The Sticky Wicket

This is a story of a girl. A girl who had met the boy, fell in love, was asked, accepted, and made the plans - only to be told 4 years later that it had been a good ride. This is the story of a heartbreak. And the possible rebuilding of Rome from the ashes.

Tuesday, January 24, 2006

It is too early for a meltdown

Welcome back to my rollercoaster world. I had hoped, really believed that I would get to leave that world this year, but instead the coaster is full throttle all ready.

Roller Coaster #1

1. "Baby, I won't see these certain women that you have concerns about until you are home with me and we can see them together." "Thanks DCS, I really appreciate the maturity of this and look forward to knowing these women so that I can see that they aren't a threat." INSERT A WEEK OF Kc ABSENCE BACK TO ARMPIT ISLAND "But I didn't know Stacy was coming to the circus too, what, should I not go?"

2. No calls since circus
3. Says he's sick
4. Stacy's away message says she is spending the evening in Jax (which is 2 hrs from where she lives and where DCS does in fact live)

I know that he is sick. I know that she could be visiting someone else. I also know that I could be freaking out for nothing. or everything.

Roller Coaster #2
Roommate, after not talking to me for a month and half (and no reason why), tells me today that she is moving out. In 10 days. So I am stuck in a lurch for rent (which my part will more than double) for the next few months. Did I mention that my professor cut my pay because the project money is out?

I am a sucker for roommates that will live with me until their ship (read:man) comes in. This is the second roommate in a row that has left as soon as mancake started footing the bill.

I need a mancake to foot my bill....

Roller Coaster #3
Conversation with professor about thesis writing timeline. "That is ambitious." "Well, sir, I like to think I am an ambitious girl." "That you are, and crazy. Good luck with that schedule."



I am so OVER freaking emotional bullshit rollercoaster. I want off so badly. And I just don't know how to get off. I want the hell out of Puerto Rico (where I have learned more about people than marine science. And not positively about people, but VERY negative things.) I want to go home to my cat. I want to live with my DCS, who is more like the DCS when I am around than the DCS when I am not around. I want to scream and rant and cry. I am so tired of holding everything in, trying to maintain an inner zen. I want out of here. I want out of the people that seem to surround me. I want friends that treat me the way I treat them. I want DCS to love and cherish me the way I do him. I want to be important to people, valued.
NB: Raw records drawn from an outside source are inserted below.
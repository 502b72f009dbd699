//! Error taxonomy for the session engine.
//!
//! `ServiceError` describes failures of the remote generation/evaluation
//! service. It lives here, not in the HTTP crate, so adapters and the
//! player can classify failures without string matching.

use thiserror::Error;

/// Failure of a remote call to the generation/evaluation service.
#[derive(Debug, Error)]
pub enum ServiceError {
    /// The request did not complete within the bounded timeout.
    #[error("request timed out after {0}s")]
    Timeout(u64),

    /// A transport-level failure (DNS, connect, broken stream).
    #[error("network error: {0}")]
    Network(String),

    /// The service answered with an error status.
    #[error("service error (HTTP {status}): {message}")]
    Api { status: u16, message: String },

    /// The service answered 2xx but the body did not parse.
    #[error("invalid service response: {0}")]
    InvalidResponse(String),
}

impl ServiceError {
    /// Timeouts and transport failures are worth retrying as-is; a 4xx from
    /// the service generally is not.
    pub fn is_retryable(&self) -> bool {
        match self {
            ServiceError::Timeout(_) | ServiceError::Network(_) => true,
            ServiceError::Api { status, .. } => *status >= 500,
            ServiceError::InvalidResponse(_) => false,
        }
    }
}

/// Errors surfaced by the session engine.
///
/// `Generation` and `Evaluation` are retryable from the user's point of
/// view: the question's local state is left untouched, so the same action
/// can simply be attempted again. `Validation` never reaches the network.
#[derive(Debug, Error)]
pub enum EngineError {
    /// Invalid session setup input (zero questions, no kinds enabled).
    #[error("invalid session setup: {0}")]
    Configuration(String),

    /// Problem generation failed at the service boundary.
    #[error("problem generation failed: {0}")]
    Generation(#[source] ServiceError),

    /// Answer evaluation failed at the service boundary.
    #[error("answer evaluation failed: {0}")]
    Evaluation(#[source] ServiceError),

    /// The answer is incomplete or malformed, or no instance was generated
    /// yet for the active question.
    #[error("invalid answer: {0}")]
    Validation(String),

    /// The durable store could not be written or cleared.
    #[error("session storage failed: {0}")]
    Storage(String),
}

impl EngineError {
    /// Whether retrying the same user action can succeed without any local
    /// correction.
    pub fn is_retryable(&self) -> bool {
        match self {
            EngineError::Generation(e) | EngineError::Evaluation(e) => e.is_retryable(),
            EngineError::Storage(_) => true,
            EngineError::Configuration(_) | EngineError::Validation(_) => false,
        }
    }
}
I am so tired of being stand in best friend, ace girl while they are low. I am tired of putting out super friend actions and receiving half assed back.
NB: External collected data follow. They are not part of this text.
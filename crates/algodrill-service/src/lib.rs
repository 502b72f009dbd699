//! algodrill-service — HTTP boundary to the generation/evaluation service.
//!
//! Implements the one-call-per-operation contract: `POST /test` for session
//! planning, `POST /generate/{kind}` and `POST /evaluate/{kind}` per
//! question. All calls are bounded by a request timeout and surface as
//! typed [`algodrill_core::error::ServiceError`] values.

pub mod client;
pub mod setup;

pub use client::ServiceClient;
pub use setup::SessionPlanRequest;
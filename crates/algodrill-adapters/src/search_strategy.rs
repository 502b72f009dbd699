//! Search-strategy problems: given a named problem, pick the best-suited
//! solving strategy from an offered option list.

use serde::{Deserialize, Serialize};

use algodrill_core::error::EngineError;
use algodrill_core::model::ProblemKind;

use crate::adapter::ProblemFamily;

pub struct SearchStrategy;

#[derive(Debug, Clone, Serialize)]
pub struct SearchStrategyConfig {
    pub random_pool: bool,
    /// How many strategy options to offer.
    pub option_count: Option<u32>,
}

impl Default for SearchStrategyConfig {
    fn default() -> Self {
        Self {
            random_pool: true,
            option_count: None,
        }
    }
}

#[derive(Debug, Clone, Deserialize)]
pub struct SearchStrategyInstance {
    pub seed: u64,
    pub problem_name: String,
    pub description: String,
    pub options: Vec<String>,
}

#[derive(Debug, Clone, PartialEq, Eq, Serialize)]
pub struct SearchStrategyEffective {
    pub option_count: usize,
}

#[derive(Debug, Clone, Serialize)]
pub struct SearchStrategyAnswer {
    pub chosen_strategy: String,
}

#[derive(Debug, Serialize)]
pub struct SearchStrategyGenerateRequest {
    pub seed: u64,
    pub random_pool: bool,
    pub option_count: Option<u32>,
}

#[derive(Debug, Serialize)]
pub struct SearchStrategyEvaluateRequest {
    pub problem_seed: u64,
    pub chosen_strategy: String,
    pub option_count: usize,
}

impl ProblemFamily for SearchStrategy {
    const KIND: ProblemKind = ProblemKind::SearchStrategy;

    type Config = SearchStrategyConfig;
    type Instance = SearchStrategyInstance;
    type Effective = SearchStrategyEffective;
    type Answer = SearchStrategyAnswer;
    type GenerateRequest = SearchStrategyGenerateRequest;
    type EvaluateRequest = SearchStrategyEvaluateRequest;

    fn generate_request(seed: u64, config: &Self::Config) -> Self::GenerateRequest {
        SearchStrategyGenerateRequest {
            seed,
            random_pool: config.random_pool,
            option_count: if config.random_pool {
                None
            } else {
                config.option_count
            },
        }
    }

    fn problem_seed(instance: &Self::Instance) -> u64 {
        instance.seed
    }

    fn effective(_config: &Self::Config, instance: &Self::Instance) -> Self::Effective {
        SearchStrategyEffective {
            option_count: instance.options.len(),
        }
    }

    fn validate(answer: &Self::Answer, instance: &Self::Instance) -> Result<(), EngineError> {
        if answer.chosen_strategy.trim().is_empty() {
            return Err(EngineError::Validation("no strategy chosen".into()));
        }
        if !instance.options.contains(&answer.chosen_strategy) {
            return Err(EngineError::Validation(format!(
                "{} is not one of the offered strategies",
                answer.chosen_strategy
            )));
        }
        Ok(())
    }

    fn evaluate_request(
        problem_seed: u64,
        answer: &Self::Answer,
        effective: &Self::Effective,
    ) -> Self::EvaluateRequest {
        SearchStrategyEvaluateRequest {
            problem_seed,
            chosen_strategy: answer.chosen_strategy.clone(),
            option_count: effective.option_count,
        }
    }
}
I want out of all of this mess, and I don't know how.

1 Comments:

At 2:58 AM, Anonymous Anonymous said...

Clearly, he's unworthy of your attentions. So for the moment for get him and get on with your work. Someone who forgets who you are when you're not there is not someone anyone would think of starting a life with. This is worse than the dog who follows anyone who has a treat around. They'll be fine as long as they've got the doggie treat in front of them. Other than that, they're lost as far as more complex emotions, maturity or fealty. Not a good thing to have in humans most of the time. Think Lenny in the 'Grapes of wrath'.